But specifically, there is little desire to preach the Gospel in the community. If there is a visitor that no one knows (which more often than not means from outside Canadian Reformed circles) either myself or the Dominee (minister) greet them and try to make them feel welcome. It seems as though most young people tune out the sermon and make a diliberate attempt to fall asleep. 

What can I do but pray?


----------



## Irishcat922 (May 18, 2004)

My Mother was a member of a Christian Reformed Church here in Texas for a long time, and we visited on several occasions, and felt what you are talking about. I asked the Pastor about it and he said that the Dutch reformed tradition is what he referred to as &quot;Fenced Christianity&quot;. In other words they were content and complacent about their Faith. The Pastor seemed to be very concerned about it and would preach at times against it. He and I were praying together one day and he was moved to tears over the fact that he felt a large portion of his own Congregation probably weren't even converted. He seemed to be a really great Pastor, He had come there from an inner-city church in Chicago. Where I am sure things were much different. His Father was the Prof. of Church History at Calvin Seminary, so he had grown up in that kind of atmosphere.


----------



## JonathonHunt (May 18, 2004)

We have a regular, if small, flow of young dutch reformed ladies from Holland who meet with us at chapel. It is obvious to us that though many of these people know more than most about the reformed faith, they are unsaved. We have had the joy of seeing one or two young ladies saved amongst us. 
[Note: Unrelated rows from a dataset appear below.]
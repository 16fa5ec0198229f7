//! Integration tests for the sync protocol.
//!
//! These run the engine client against the batch resolver over the
//! in-memory document store, with manual clocks on both sides.

use serde::{Deserialize, Serialize};
use serde_json::{json, Value};
use std::sync::Arc;
use tether_engine::{
    ClientConfig, ClientSyncInfo, ManualClock, OperationType, ServerOperation, ServerSyncInfo,
    SyncClient, TypeRegistration,
};
use tether_server::resolver::{BatchResolver, IdentityFields};
use tether_server::store::MemoryDocumentStore;

#[derive(Debug, Clone, PartialEq, Serialize, Deserialize)]
struct Todo {
    id: String,
    title: String,
    completed: bool,
}

fn todo(id: &str, title: &str) -> Todo {
    Todo {
        id: id.into(),
        title: title.into(),
        completed: false,
    }
}

struct Harness {
    client: SyncClient,
    client_clock: Arc<ManualClock>,
    server_clock: Arc<ManualClock>,
    resolver: BatchResolver,
    store: Arc<MemoryDocumentStore>,
}

async fn harness() -> Harness {
    let client_clock = Arc::new(ManualClock::new(1_000));
    let server_clock = Arc::new(ManualClock::new(1_000));

    let client = SyncClient::new(ClientConfig::default().with_clock(client_clock.clone()));
    client.initialize_in_memory().await.unwrap();
    client
        .register(TypeRegistration::<Todo>::new(|t| t.id.clone()))
        .await
        .unwrap();

    let store = Arc::new(MemoryDocumentStore::with_clock(server_clock.clone()));
    let resolver = BatchResolver::new(store.clone(), IdentityFields::default())
        .with_clock(server_clock.clone());

    Harness {
        client,
        client_clock,
        server_clock,
        resolver,
        store,
    }
}

/// Push pending changes, resolve them, reconcile the answers.
async fn sync_round(h: &Harness) -> Vec<ServerSyncInfo<Value>> {
    let outbound: Vec<ClientSyncInfo<Value>> = h
        .client
        .pending_changes::<Todo>(None)
        .await
        .unwrap()
        .into_iter()
        .map(|info| ClientSyncInfo {
            modified_on: info.modified_on,
            operation: info.operation,
            partition: info.partition,
            value: info.value.map(|v| serde_json::to_value(v).unwrap()),
        })
        .collect();

    let outcomes = h.resolver.resolve("Todo", outbound).await.unwrap();

    let typed: Vec<ServerSyncInfo<Todo>> = outcomes
        .iter()
        .cloned()
        .map(|info| info.try_map(serde_json::from_value).unwrap())
        .collect();
    h.client.reconcile(typed, None).await.unwrap();
    outcomes
}

// ============================================================================
// Server last-writer-wins
// ============================================================================

#[tokio::test]
async fn older_client_change_gets_server_value_back() {
    let h = harness().await;
    h.server_clock.set(5_000);
    h.resolver
        .resolve(
            "Todo",
            vec![ClientSyncInfo::new(
                4_000,
                OperationType::Create,
                Some(json!({"id": "1", "title": "server", "completed": true})),
            )],
        )
        .await
        .unwrap();

    let outcomes = h
        .resolver
        .resolve(
            "Todo",
            vec![ClientSyncInfo::new(
                4_500,
                OperationType::Update,
                Some(json!({"id": "1", "title": "client", "completed": false})),
            )],
        )
        .await
        .unwrap();

    assert_eq!(outcomes[0].operation, ServerOperation::Updated);
    assert_eq!(outcomes[0].modified_on, 5_000);
    assert_eq!(outcomes[0].value.as_ref().unwrap()["title"], "server");
}

#[tokio::test]
async fn newer_client_change_is_persisted() {
    let h = harness().await;
    h.server_clock.set(5_000);
    h.resolver
        .resolve(
            "Todo",
            vec![ClientSyncInfo::new(
                4_000,
                OperationType::Create,
                Some(json!({"id": "1", "title": "server", "completed": true})),
            )],
        )
        .await
        .unwrap();

    h.server_clock.set(7_000);
    let outcomes = h
        .resolver
        .resolve(
            "Todo",
            vec![ClientSyncInfo::new(
                6_000,
                OperationType::Update,
                Some(json!({"id": "1", "title": "client", "completed": false})),
            )],
        )
        .await
        .unwrap();

    assert_eq!(outcomes[0].operation, ServerOperation::Updated);
    assert_eq!(outcomes[0].modified_on, 7_000);
    assert_eq!(outcomes[0].value.as_ref().unwrap()["title"], "client");
}

// ============================================================================
// Round trips
// ============================================================================

#[tokio::test]
async fn offline_changes_converge_after_sync() {
    let h = harness().await;
    h.client.create(&todo("a", "write tests"), None).await.unwrap();
    h.client_clock.advance(10);
    h.client.create(&todo("b", "ship"), None).await.unwrap();
    h.client_clock.advance(10);
    h.client
        .update(
            &Todo {
                completed: true,
                ..todo("a", "write tests")
            },
            None,
        )
        .await
        .unwrap();

    let outcomes = sync_round(&h).await;
    assert_eq!(outcomes.len(), 2);
    assert!(outcomes
        .iter()
        .all(|o| o.operation == ServerOperation::Created));
    assert_eq!(h.store.len(), 2);

    let pending = h.client.pending_changes::<Todo>(None).await.unwrap();
    assert!(pending.is_empty());

    let a = h.client.get_latest::<Todo>("a", None).await.unwrap().unwrap();
    assert!(a.completed);
    let cached = h.client.get_cached::<Todo>("b", None).await.unwrap();
    assert_eq!(cached, Some(todo("b", "ship")));
}

#[tokio::test]
async fn losing_client_adopts_server_version() {
    let h = harness().await;

    // Another device already wrote "a" at 9_000.
    h.server_clock.set(9_000);
    h.resolver
        .resolve(
            "Todo",
            vec![ClientSyncInfo::new(
                9_000,
                OperationType::Create,
                Some(serde_json::to_value(todo("a", "from elsewhere")).unwrap()),
            )],
        )
        .await
        .unwrap();

    h.client_clock.set(2_000);
    h.client.create(&todo("a", "stale"), None).await.unwrap();

    let outcomes = sync_round(&h).await;
    assert_eq!(outcomes[0].operation, ServerOperation::Updated);

    let latest = h.client.get_latest::<Todo>("a", None).await.unwrap();
    assert_eq!(latest, Some(todo("a", "from elsewhere")));
}

#[tokio::test]
async fn delete_propagates_and_clears_local_state() {
    let h = harness().await;
    h.client.create(&todo("a", "temp"), None).await.unwrap();
    sync_round(&h).await;
    assert_eq!(h.store.len(), 1);

    h.client_clock.advance(5);
    h.client.delete(&todo("a", "temp"), None).await.unwrap();
    let outcomes = sync_round(&h).await;

    assert_eq!(outcomes[0].operation, ServerOperation::Deleted);
    assert!(h.store.is_empty());
    assert_eq!(h.client.get_latest::<Todo>("a", None).await.unwrap(), None);
    assert!(h.client.get_all_latest::<Todo>(None).await.unwrap().is_empty());
}

#[tokio::test]
async fn repeated_sync_is_safe() {
    let h = harness().await;
    h.client.create(&todo("a", "once"), None).await.unwrap();

    let first = sync_round(&h).await;
    let second = sync_round(&h).await;

    assert_eq!(first.len(), 1);
    assert!(second.is_empty());
    assert_eq!(h.store.len(), 1);
    let all = h.client.get_all_latest::<Todo>(None).await.unwrap();
    assert_eq!(all, vec![todo("a", "once")]);
}
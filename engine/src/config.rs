//! Client configuration.

use crate::{
    clock::{Clock, SystemClock},
    reconcile::{ServerWins, SyncReconciler},
};
use serde::{Deserialize, Serialize};
use std::fmt;
use std::sync::Arc;

/// Default separator between type name and partition in namespaces.
pub const DEFAULT_PARTITION_SEPARATOR: &str = "::";

/// Default cache file name inside the storage directory.
pub const DEFAULT_CACHE_FILE_NAME: &str = "tether_cache.db";

/// What `upsert` does with a key whose newest entry is a delete.
#[derive(Debug, Clone, Copy, PartialEq, Eq, Default, Serialize, Deserialize)]
pub enum TombstonePolicy {
    /// Report `(false, NoOperation)`
    #[default]
    Reject,
    /// Record a fresh create for the key
    Resurrect,
}

/// Configuration of a [`SyncClient`](crate::SyncClient).
#[derive(Clone)]
pub struct ClientConfig {
    pub partition_separator: String,
    pub cache_file_name: String,
    pub tombstone_policy: TombstonePolicy,
    pub reconciler: Arc<dyn SyncReconciler>,
    pub clock: Arc<dyn Clock>,
}

impl Default for ClientConfig {
    fn default() -> Self {
        Self {
            partition_separator: DEFAULT_PARTITION_SEPARATOR.to_string(),
            cache_file_name: DEFAULT_CACHE_FILE_NAME.to_string(),
            tombstone_policy: TombstonePolicy::default(),
            reconciler: Arc::new(ServerWins),
            clock: Arc::new(SystemClock),
        }
    }
}

impl ClientConfig {
    pub fn new() -> Self {
        Self::default()
    }

    pub fn with_partition_separator(mut self, separator: impl Into<String>) -> Self {
        self.partition_separator = separator.into();
        self
    }

    pub fn with_cache_file_name(mut self, file_name: impl Into<String>) -> Self {
        self.cache_file_name = file_name.into();
        self
    }

    pub fn with_tombstone_policy(mut self, policy: TombstonePolicy) -> Self {
        self.tombstone_policy = policy;
        self
    }

    /// Replace the conflict resolution policy.
    pub fn with_reconciler(mut self, reconciler: impl SyncReconciler + 'static) -> Self {
        self.reconciler = Arc::new(reconciler);
        self
    }

    /// Replace the clock used to stamp log entries.
    pub fn with_clock(mut self, clock: Arc<dyn Clock>) -> Self {
        self.clock = clock;
        self
    }
}

impl fmt::Debug for ClientConfig {
    fn fmt(&self, f: &mut fmt::Formatter<'_>) -> fmt::Result {
        f.debug_struct("ClientConfig")
            .field("partition_separator", &self.partition_separator)
            .field("cache_file_name", &self.cache_file_name)
            .field("tombstone_policy", &self.tombstone_policy)
            .field("clock", &self.clock)
            .finish_non_exhaustive()
    }
}
//! Database connection pool management.

use sqlx::postgres::PgPoolOptions;
use sqlx::PgPool;

/// Type alias for the database pool.
pub type Pool = PgPool;

/// Create a new database connection pool.
pub async fn create_pool(database_url: &str) -> Result<Pool, sqlx::Error> {
    PgPoolOptions::new()
        .max_connections(10)
        .connect(database_url)
        .await
}

/// Run database migrations.
pub async fn run_migrations(pool: &Pool) -> Result<(), sqlx::migrate::MigrateError> {
    sqlx::migrate!("./migrations").run(pool).await
}
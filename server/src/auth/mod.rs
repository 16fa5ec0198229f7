//! Request authentication.

mod middleware;

pub use middleware::*;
The apathy, in my opinion, stems from a lack of spiritual life in the church attenders. No life, no love for Christ, and a formal adherence to rules and regulations relating to appearance and conduct which almost border on a modern pharisaism.

How to change things? Wake people up! (God willing, by the Spirit!) Show people that they are not 'ok' just cause they grew up in the church, but that they need a living and personal experience of the living God! That God is looking at their hearts, not at their Sunday Best Outfits.

Preach evangelical sermons in the church, and challenge every hearer to examine their hearts before God.

What I have said might seem a bit trite and maybe obvious, but it is very much on my heart to encourage people along these lines.


----------



## JohnV (May 18, 2004)

The apathy among my people, for I am still tied to them both by blood and by culture, is multi-levelled. There is, of course, the cultural impact, in that many of those here in Canada immigrated in the 1940's and 50's, after the war. They stayed among their own group, tying everything they did around the church community. I remember those days, in part, as a very active church time. We had so many church activities going, and the halls were usually full all the time. For a time it was very important to do this, as it was the only family many of us had; and there were new families added every week for quite a few years. 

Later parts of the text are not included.